> **EXERCISE AIM**:
Search the material for the string "LazyLock", then return every line where it is found.

> **PROVIDED DATA**:
○ ○ ○ ○ ○ ○ ○

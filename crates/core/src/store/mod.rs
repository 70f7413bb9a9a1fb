pub mod fs;
pub mod memory;

use std::future::Future;
use std::path::{Path, PathBuf};
use std::time::Duration;

use async_trait::async_trait;
use serde::{Deserialize, Serialize};
use thiserror::Error;

use crate::domain::location::{LocationKey, LocationMetadata};
use crate::domain::package::{PackageDescriptor, PackageItem};

pub use fs::{CatalogDocument, FsTemplateStore, PackageRecord};
pub use memory::InMemoryTemplateStore;

#[derive(Clone, Copy, Debug, PartialEq, Eq, Hash, Serialize, Deserialize)]
#[serde(rename_all = "snake_case")]
pub enum TemplateFormat {
    /// Already-final document.
    Pdf,
    /// Editable slide deck.
    Deck,
}

impl TemplateFormat {
    pub fn extension(&self) -> &'static str {
        match self {
            Self::Pdf => "pdf",
            Self::Deck => "pptx",
        }
    }
}

#[derive(Clone, Debug, Error, PartialEq, Eq)]
pub enum StoreError {
    #[error("storage i/o failed for `{path}`: {message}")]
    Io { path: PathBuf, message: String },
    #[error("catalog is unreadable: {0}")]
    Catalog(String),
    #[error("{operation} timed out after {secs}s")]
    Timeout { operation: String, secs: u64 },
}

impl StoreError {
    pub fn io(path: impl Into<PathBuf>, error: std::io::Error) -> Self {
        Self::Io { path: path.into(), message: error.to_string() }
    }
}

/// Catalog, package and template source. Lookups answer `None` when
/// something does not exist; errors are reserved for storage failures.
/// Downloads always write a fresh copy into `dest_dir`.
#[async_trait]
pub trait TemplateStore: Send + Sync {
    async fn fetch_location_catalog(
        &self,
        company_scopes: &[String],
    ) -> Result<Vec<LocationMetadata>, StoreError>;

    async fn fetch_package(
        &self,
        key: &str,
        company_scopes: &[String],
    ) -> Result<Option<PackageDescriptor>, StoreError>;

    async fn fetch_package_items(&self, package_id: &str) -> Result<Vec<PackageItem>, StoreError>;

    async fn download_template(
        &self,
        key: &str,
        company_hint: Option<&str>,
        format: TemplateFormat,
        dest_dir: &Path,
    ) -> Result<Option<PathBuf>, StoreError>;

    async fn download_intro_outro_asset(
        &self,
        name: &str,
        company_hint: Option<&str>,
        dest_dir: &Path,
    ) -> Result<Option<PathBuf>, StoreError>;
}

/// Applies a caller-supplied deadline to a store call.
pub async fn with_timeout<T, F>(timeout: Duration, operation: &str, call: F) -> Result<T, StoreError>
where
    F: Future<Output = Result<T, StoreError>>,
{
    match tokio::time::timeout(timeout, call).await {
        Ok(result) => result,
        Err(_) => Err(StoreError::Timeout { operation: operation.to_string(), secs: timeout.as_secs() }),
    }
}

pub(crate) fn in_scope(company: &str, company_scopes: &[String]) -> bool {
    company_scopes.is_empty() || company_scopes.iter().any(|scope| scope.eq_ignore_ascii_case(company))
}

/// Lowercase, with `_`/`-` treated as spaces and whitespace collapsed.
pub fn normalize_name(value: &str) -> String {
    value
        .to_lowercase()
        .replace(['_', '-'], " ")
        .split_whitespace()
        .collect::<Vec<_>>()
        .join(" ")
}

pub(crate) fn package_matches(record_key: &LocationKey, display_name: &str, wanted: &str) -> bool {
    let wanted = normalize_name(wanted);
    !wanted.is_empty()
        && (normalize_name(record_key.as_str()) == wanted || normalize_name(display_name) == wanted)
}

pub(crate) fn download_name(key: &str, extension: &str) -> String {
    let safe: String = key
        .chars()
        .map(|ch| if ch.is_ascii_alphanumeric() || ch == '_' || ch == '-' { ch } else { '_' })
        .collect();
    format!("{}_{safe}.{extension}", uuid::Uuid::new_v4().simple())
}
use rust_decimal::Decimal;
use serde::Serialize;
use tracing::debug;

use crate::catalog::{ExpansionError, LocationCatalog, PackageExpander};
use crate::domain::location::LocationKey;
use crate::domain::proposal::{LocationEntry, ProposalMode, ProposalRequest, ProposalSubject, ValidatedProposal};
use crate::errors::ValidationError;
use crate::pricing::parse_amount;
use crate::schedule::{end_date, START_DATE_PLACEHOLDER};

/// Validation output for a whole request.
#[derive(Clone, Debug, PartialEq, Serialize)]
pub struct ValidatedRequest {
    pub proposals: Vec<ValidatedProposal>,
    /// Set only for combined requests.
    pub combined_rate: Option<Decimal>,
}

pub struct Validator<'a> {
    catalog: &'a LocationCatalog,
    packages: &'a PackageExpander<'a>,
}

impl<'a> Validator<'a> {
    pub fn new(catalog: &'a LocationCatalog, packages: &'a PackageExpander<'a>) -> Self {
        Self { catalog, packages }
    }

    /// Checks every entry and reports every problem at once. Only catalog
    /// and package lookups happen here; nothing is downloaded or rendered.
    pub async fn validate(&self, request: &ProposalRequest) -> Result<ValidatedRequest, Vec<ValidationError>> {
        if request.entries.is_empty() {
            return Err(vec![ValidationError::EmptyRequest]);
        }

        let combined = request.mode == ProposalMode::Combined;
        let mut proposals = Vec::with_capacity(request.entries.len());
        let mut errors = Vec::new();

        for (index, entry) in request.entries.iter().enumerate() {
            match self.validate_entry(index, entry, request, combined).await {
                Ok(proposal) => proposals.push(proposal),
                Err(mut entry_errors) => errors.append(&mut entry_errors),
            }
        }

        let mut combined_rate = None;
        if combined {
            match request.combined_net_rate.as_deref().map(str::trim).filter(|rate| !rate.is_empty()) {
                None => errors.push(ValidationError::MissingCombinedRate),
                Some(raw) => match parse_amount(raw) {
                    Some(rate) => combined_rate = Some(rate),
                    None => errors.push(ValidationError::InvalidCombinedRate { value: raw.to_owned() }),
                },
            }

            let lone_package = request.entries.len() == 1 && proposals.first().is_some_and(ValidatedProposal::is_package);
            if request.entries.len() < 2 && !lone_package {
                errors.push(ValidationError::CombinedTooFew);
            }
            errors.extend(package_overlaps(&proposals));
        }

        if errors.is_empty() {
            debug!(event_name = "proposal.validated", proposals = proposals.len(), "request validated");
            Ok(ValidatedRequest { proposals, combined_rate })
        } else {
            Err(errors)
        }
    }

    async fn validate_entry(
        &self,
        index: usize,
        entry: &LocationEntry,
        request: &ProposalRequest,
        combined: bool,
    ) -> Result<ValidatedProposal, Vec<ValidationError>> {
        let position = index + 1;
        let input = entry.location.trim();
        let subject = self.resolve_subject(position, input).await.map_err(|error| vec![error])?;
        let (key, display_name, owner) = match &subject {
            ProposalSubject::Location(metadata) => {
                (metadata.key.clone(), metadata.display_name.clone(), metadata.company.clone())
            }
            ProposalSubject::Package { descriptor, .. } => {
                (descriptor.key.clone(), descriptor.display_name.clone(), descriptor.company.clone())
            }
        };

        let mut errors = Vec::new();
        let durations: Vec<String> = entry
            .durations
            .iter()
            .map(|duration| duration.trim().to_owned())
            .filter(|duration| !duration.is_empty())
            .collect();
        if durations.is_empty() {
            errors.push(ValidationError::MissingDurations { position, location: display_name.clone() });
        }

        // Combined requests price from the combined rate, so per-entry
        // rates are optional there.
        let rates_required = !combined || !entry.net_rates.is_empty();
        if rates_required && !durations.is_empty() && entry.net_rates.len() != durations.len() {
            errors.push(ValidationError::MismatchedRates {
                position,
                location: display_name.clone(),
                durations: durations.len(),
                rates: entry.net_rates.len(),
            });
        }

        let mut net_rates = Vec::with_capacity(entry.net_rates.len());
        for raw in &entry.net_rates {
            match parse_amount(raw) {
                Some(rate) => net_rates.push(rate),
                None => errors.push(ValidationError::InvalidAmount {
                    position,
                    location: display_name.clone(),
                    value: raw.clone(),
                }),
            }
        }

        let production_fee = match entry.production_fee.as_deref().map(str::trim).filter(|fee| !fee.is_empty()) {
            None => None,
            Some(raw) => match parse_amount(raw) {
                Some(fee) => Some(fee),
                None => {
                    errors.push(ValidationError::InvalidAmount {
                        position,
                        location: display_name.clone(),
                        value: raw.to_owned(),
                    });
                    None
                }
            },
        };

        if !errors.is_empty() {
            return Err(errors);
        }

        let start_date = entry
            .start_date
            .as_deref()
            .map(str::trim)
            .filter(|start| !start.is_empty())
            .unwrap_or(START_DATE_PLACEHOLDER)
            .to_owned();
        let explicit_end = entry.end_date.as_deref().map(str::trim).filter(|end| !end.is_empty());
        let end_dates = match explicit_end {
            Some(end) if durations.len() == 1 => vec![end.to_owned()],
            _ => durations.iter().map(|duration| end_date(&start_date, duration)).collect(),
        };

        Ok(ValidatedProposal {
            index,
            key,
            display_name,
            subject,
            durations,
            net_rates,
            spots: entry.spots.max(1),
            start_date,
            end_dates,
            production_fee,
            payment_terms: entry.payment_terms.clone().or_else(|| request.payment_terms.clone()),
            company: entry.company.clone().unwrap_or(owner),
        })
    }

    /// Catalog first, then packages.
    async fn resolve_subject(&self, position: usize, input: &str) -> Result<ProposalSubject, ValidationError> {
        if let Some(metadata) = self.catalog.lookup(input) {
            return Ok(ProposalSubject::Location(metadata.clone()));
        }
        if input.is_empty() {
            return Err(ValidationError::UnknownLocation { position, input: input.to_owned() });
        }

        let descriptor = self
            .packages
            .find_package(input)
            .await
            .map_err(|error| ValidationError::Lookup { position, message: error.to_string() })?
            .ok_or_else(|| ValidationError::UnknownLocation { position, input: input.to_owned() })?;

        match self.packages.expand(&descriptor).await {
            Ok(expansion) => Ok(ProposalSubject::Package {
                descriptor,
                targets: expansion.targets,
                missing_networks: expansion.missing,
            }),
            Err(ExpansionError::NoTargets { package, .. }) => {
                Err(ValidationError::EmptyPackage { position, package })
            }
            Err(ExpansionError::Store(error)) => {
                Err(ValidationError::Lookup { position, message: error.to_string() })
            }
        }
    }
}

/// A package may not be combined with one of its own networks.
fn package_overlaps(proposals: &[ValidatedProposal]) -> Vec<ValidationError> {
    let standalone: Vec<(&LocationKey, &str)> = proposals
        .iter()
        .filter(|proposal| !proposal.is_package())
        .map(|proposal| (&proposal.key, proposal.display_name.as_str()))
        .collect();

    let mut overlaps = Vec::new();
    for proposal in proposals {
        let ProposalSubject::Package { descriptor, targets, .. } = &proposal.subject else {
            continue;
        };
        for target in targets {
            if let Some((_, location)) = standalone.iter().find(|(key, _)| *key == target.network_key()) {
                overlaps.push(ValidationError::PackageOverlap {
                    location: (*location).to_owned(),
                    package: descriptor.display_name.clone(),
                });
            }
        }
    }
    overlaps
}
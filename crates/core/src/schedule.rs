//! Campaign dates, durations and output naming.

use std::sync::LazyLock;

use chrono::{DateTime, Datelike, Duration, FixedOffset, NaiveDate, Utc};
use regex::Regex;

pub const START_DATE_PLACEHOLDER: &str = "[Start Date]";
pub const END_DATE_PLACEHOLDER: &str = "[End Date]";

/// Offset used for filename timestamps (Gulf Standard Time).
const LOCAL_OFFSET_SECS: i32 = 4 * 3600;

#[derive(Clone, Copy, Debug, PartialEq, Eq)]
pub enum DateStyle {
    /// `1st December 2025`
    Ordinal,
    /// `1 December 2025`
    DayMonthName,
    /// `01/12/2025`
    SlashPadded,
    /// `1/12/2025`
    Slash,
    /// `01-12-2025`
    Dash,
    /// `2025-12-01`
    Iso,
}

#[derive(Clone, Copy, Debug, PartialEq, Eq)]
pub struct CampaignDate {
    pub date: NaiveDate,
    pub style: DateStyle,
}

static ORDINAL_DATE: LazyLock<Regex> = LazyLock::new(|| {
    Regex::new(r"(?i)^(\d{1,2})(st|nd|rd|th)?\s+([a-z]+)\s*,?\s+(\d{4})$")
        .expect("ordinal date pattern compiles")
});

static DURATION_WEEKS: LazyLock<Regex> = LazyLock::new(|| {
    Regex::new(r"(?i)^\s*(\d+)\s*(weeks?|wks?|w)?\s*$").expect("duration pattern compiles")
});

impl CampaignDate {
    pub fn parse(input: &str) -> Option<Self> {
        let input = input.trim();
        if input.is_empty() {
            return None;
        }

        if let Some(captures) = ORDINAL_DATE.captures(input) {
            let style =
                if captures.get(2).is_some() { DateStyle::Ordinal } else { DateStyle::DayMonthName };
            let normalized = format!("{} {} {}", &captures[1], &captures[3], &captures[4]);
            let date = NaiveDate::parse_from_str(&normalized, "%d %B %Y").ok()?;
            return Some(Self { date, style });
        }

        if let Ok(date) = NaiveDate::parse_from_str(input, "%Y-%m-%d") {
            return Some(Self { date, style: DateStyle::Iso });
        }
        if let Ok(date) = NaiveDate::parse_from_str(input, "%d-%m-%Y") {
            return Some(Self { date, style: DateStyle::Dash });
        }
        if let Ok(date) = NaiveDate::parse_from_str(input, "%d/%m/%Y") {
            let padded = input.split('/').all(|part| part.len() >= 2);
            let style = if padded { DateStyle::SlashPadded } else { DateStyle::Slash };
            return Some(Self { date, style });
        }

        None
    }

    /// `None` when the result falls outside the representable calendar.
    pub fn plus_weeks(self, weeks: u32) -> Option<Self> {
        let offset = Duration::try_weeks(i64::from(weeks))?;
        let date = self.date.checked_add_signed(offset)?;
        Some(Self { date, style: self.style })
    }

    pub fn render(&self) -> String {
        match self.style {
            DateStyle::Ordinal => {
                let day = self.date.day();
                format!("{day}{} {}", ordinal_suffix(day), self.date.format("%B %Y"))
            }
            DateStyle::DayMonthName => self.date.format("%-d %B %Y").to_string(),
            DateStyle::SlashPadded => self.date.format("%d/%m/%Y").to_string(),
            DateStyle::Slash => self.date.format("%-d/%-m/%Y").to_string(),
            DateStyle::Dash => self.date.format("%d-%m-%Y").to_string(),
            DateStyle::Iso => self.date.format("%Y-%m-%d").to_string(),
        }
    }
}

fn ordinal_suffix(day: u32) -> &'static str {
    match (day % 10, day % 100) {
        (_, 11..=13) => "th",
        (1, _) => "st",
        (2, _) => "nd",
        (3, _) => "rd",
        _ => "th",
    }
}

/// Number of weeks in a duration label such as `4 Weeks` or `12`.
pub fn parse_duration_weeks(duration: &str) -> Option<u32> {
    DURATION_WEEKS.captures(duration).and_then(|captures| captures[1].parse().ok())
}

/// End date for `start + duration`, rendered in the start date's style.
pub fn end_date(start: &str, duration: &str) -> String {
    match (CampaignDate::parse(start), parse_duration_weeks(duration)) {
        (Some(start), Some(weeks)) => match start.plus_weeks(weeks) {
            Some(end) => end.render(),
            None => END_DATE_PLACEHOLDER.to_string(),
        },
        _ => END_DATE_PLACEHOLDER.to_string(),
    }
}

/// `HHMM` + day + month + two-digit year in local time: always 10 characters.
pub fn timestamp_code(now: DateTime<Utc>) -> String {
    match FixedOffset::east_opt(LOCAL_OFFSET_SECS) {
        Some(offset) => now.with_timezone(&offset).format("%H%M%d%m%y").to_string(),
        None => now.format("%H%M%d%m%y").to_string(),
    }
}

pub fn client_prefix(client_name: Option<&str>) -> String {
    let cleaned: String = client_name
        .unwrap_or_default()
        .trim()
        .chars()
        .filter(|ch| !matches!(ch, '/' | '\\'))
        .map(|ch| if ch.is_whitespace() { '_' } else { ch })
        .collect();
    if cleaned.is_empty() {
        "Client".to_string()
    } else {
        cleaned
    }
}

pub fn proposal_filename(client_name: Option<&str>, now: DateTime<Utc>, extension: &str) -> String {
    format!("{}_{}.{extension}", client_prefix(client_name), timestamp_code(now))
}

#[cfg(test)]
mod tests {
    use chrono::{TimeZone, Utc};

    use super::{
        client_prefix, end_date, parse_duration_weeks, proposal_filename, timestamp_code,
        CampaignDate, DateStyle, END_DATE_PLACEHOLDER,
    };

    #[test]
    fn ordinal_dates_keep_their_style() {
        assert_eq!(end_date("1st December 2025", "4 Weeks"), "29th December 2025");
        assert_eq!(end_date("22nd December 2025", "1 week"), "29th December 2025");
        assert_eq!(end_date("3rd March 2025", "3 Weeks"), "24th March 2025");
        assert_eq!(end_date("1st January 2026", "0"), "1st January 2026");
    }

    #[test]
    fn numeric_and_plain_styles_round_trip() {
        assert_eq!(end_date("1 December 2025", "2 Weeks"), "15 December 2025");
        assert_eq!(end_date("01/12/2025", "4 Weeks"), "29/12/2025");
        assert_eq!(end_date("1/12/2025", "5 Weeks"), "5/1/2026");
        assert_eq!(end_date("01-12-2025", "1 Week"), "08-12-2025");
        assert_eq!(end_date("2025-12-01", "2"), "2025-12-15");
    }

    #[test]
    fn ordinal_suffixes_cover_teens() {
        let date = CampaignDate::parse("1st November 2025").and_then(|date| date.plus_weeks(1));
        assert_eq!(date.map(|date| date.render()).as_deref(), Some("8th November 2025"));
        let date = CampaignDate::parse("4th November 2025").and_then(|date| date.plus_weeks(1));
        assert_eq!(date.map(|date| date.render()).as_deref(), Some("11th November 2025"));
        let date = CampaignDate::parse("14th November 2025").and_then(|date| date.plus_weeks(1));
        assert_eq!(date.map(|date| date.render()).as_deref(), Some("21st November 2025"));
    }

    #[test]
    fn unparseable_input_falls_back_to_placeholder() {
        assert_eq!(end_date("next Monday", "4 Weeks"), END_DATE_PLACEHOLDER);
        assert_eq!(end_date("1st December 2025", "a month"), END_DATE_PLACEHOLDER);
        assert_eq!(end_date("", "4 Weeks"), END_DATE_PLACEHOLDER);
        assert_eq!(end_date("1st December 2025", "20000000 Weeks"), END_DATE_PLACEHOLDER);
        assert_eq!(end_date("2025-12-01", "4294967295 Weeks"), END_DATE_PLACEHOLDER);
    }

    #[test]
    fn style_detection() {
        let parsed = CampaignDate::parse("1/12/2025").map(|date| date.style);
        assert_eq!(parsed, Some(DateStyle::Slash));
        let parsed = CampaignDate::parse("01/12/2025").map(|date| date.style);
        assert_eq!(parsed, Some(DateStyle::SlashPadded));
        assert_eq!(parse_duration_weeks("12 wks"), Some(12));
        assert_eq!(parse_duration_weeks("weeks"), None);
    }

    #[test]
    fn filename_uses_fixed_utc_plus_four_offset() {
        let now = Utc.with_ymd_and_hms(2025, 12, 1, 21, 5, 0).single().expect("valid instant");
        assert_eq!(timestamp_code(now), "0105021225");
        assert_eq!(proposal_filename(None, now, "pdf"), "Client_0105021225.pdf");
        assert_eq!(
            proposal_filename(Some("Emaar Properties"), now, "pdf"),
            "Emaar_Properties_0105021225.pdf"
        );
        assert_eq!(client_prefix(Some("   ")), "Client");
    }
}
use async_trait::async_trait;
use chrono::{DateTime, Utc};
use deckyard_core::proposal::{ProposalLog, ProposalLogEntry, ProposalLogError};
use sqlx::{sqlite::SqliteRow, Row};

use super::{ProposalLogRepository, RepositoryError};
use crate::DbPool;

const SELECT_COLUMNS: &str = "SELECT request_id, submitted_by, client_name, package_type, locations, \
     total_amount, filename, created_at FROM proposal_log";

pub struct SqlProposalLogRepository {
    pool: DbPool,
}

impl SqlProposalLogRepository {
    pub fn new(pool: DbPool) -> Self {
        Self { pool }
    }
}

#[async_trait]
impl ProposalLogRepository for SqlProposalLogRepository {
    async fn record(&self, entry: &ProposalLogEntry) -> Result<(), RepositoryError> {
        sqlx::query(
            r#"
            INSERT INTO proposal_log (
                request_id, submitted_by, client_name, package_type, locations,
                total_amount, filename, created_at
            ) VALUES (?, ?, ?, ?, ?, ?, ?, ?)
            "#,
        )
        .bind(&entry.request_id)
        .bind(&entry.submitted_by)
        .bind(&entry.client_name)
        .bind(&entry.package_type)
        .bind(&entry.locations)
        .bind(&entry.total_amount)
        .bind(&entry.filename)
        .bind(entry.created_at.to_rfc3339())
        .execute(&self.pool)
        .await?;
        Ok(())
    }

    async fn find_by_request_id(&self, request_id: &str) -> Result<Option<ProposalLogEntry>, RepositoryError> {
        let row = sqlx::query(&format!("{SELECT_COLUMNS} WHERE request_id = ?"))
            .bind(request_id)
            .fetch_optional(&self.pool)
            .await?;
        row.map(|row| entry_from_row(&row)).transpose()
    }

    async fn list_recent(&self, limit: u32) -> Result<Vec<ProposalLogEntry>, RepositoryError> {
        let rows = sqlx::query(&format!("{SELECT_COLUMNS} ORDER BY created_at DESC, request_id LIMIT ?"))
            .bind(i64::from(limit))
            .fetch_all(&self.pool)
            .await?;
        rows.iter().map(entry_from_row).collect()
    }

    async fn list_for_submitter(&self, submitted_by: &str) -> Result<Vec<ProposalLogEntry>, RepositoryError> {
        let rows = sqlx::query(&format!("{SELECT_COLUMNS} WHERE submitted_by = ? ORDER BY created_at DESC"))
            .bind(submitted_by)
            .fetch_all(&self.pool)
            .await?;
        rows.iter().map(entry_from_row).collect()
    }
}

#[async_trait]
impl ProposalLog for SqlProposalLogRepository {
    async fn log_proposal(&self, entry: &ProposalLogEntry) -> Result<(), ProposalLogError> {
        self.record(entry).await.map_err(|error| match error {
            RepositoryError::Database(sqlx::Error::PoolTimedOut | sqlx::Error::PoolClosed) => {
                ProposalLogError::Unavailable(error.to_string())
            }
            other => ProposalLogError::Write(other.to_string()),
        })
    }
}

fn entry_from_row(row: &SqliteRow) -> Result<ProposalLogEntry, RepositoryError> {
    Ok(ProposalLogEntry {
        request_id: row.try_get("request_id")?,
        submitted_by: row.try_get("submitted_by")?,
        client_name: row.try_get("client_name")?,
        package_type: row.try_get("package_type")?,
        locations: row.try_get("locations")?,
        total_amount: row.try_get("total_amount")?,
        filename: row.try_get("filename")?,
        created_at: parse_timestamp("created_at", row.try_get("created_at")?)?,
    })
}

fn parse_timestamp(column: &str, value: String) -> Result<DateTime<Utc>, RepositoryError> {
    DateTime::parse_from_rfc3339(&value)
        .map(|ts| ts.with_timezone(&Utc))
        .map_err(|e| RepositoryError::Decode(format!("invalid timestamp in `{column}`: {e}")))
}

○ ○ ○ ○ ○ ○ ○

> **WRITTEN RESPONSE**:
use std::sync::LazyLock;
static ORDINAL_DATE: LazyLock<Regex> = LazyLock::new(|| {
static DURATION_WEEKS: LazyLock<Regex> = LazyLock::new(|| {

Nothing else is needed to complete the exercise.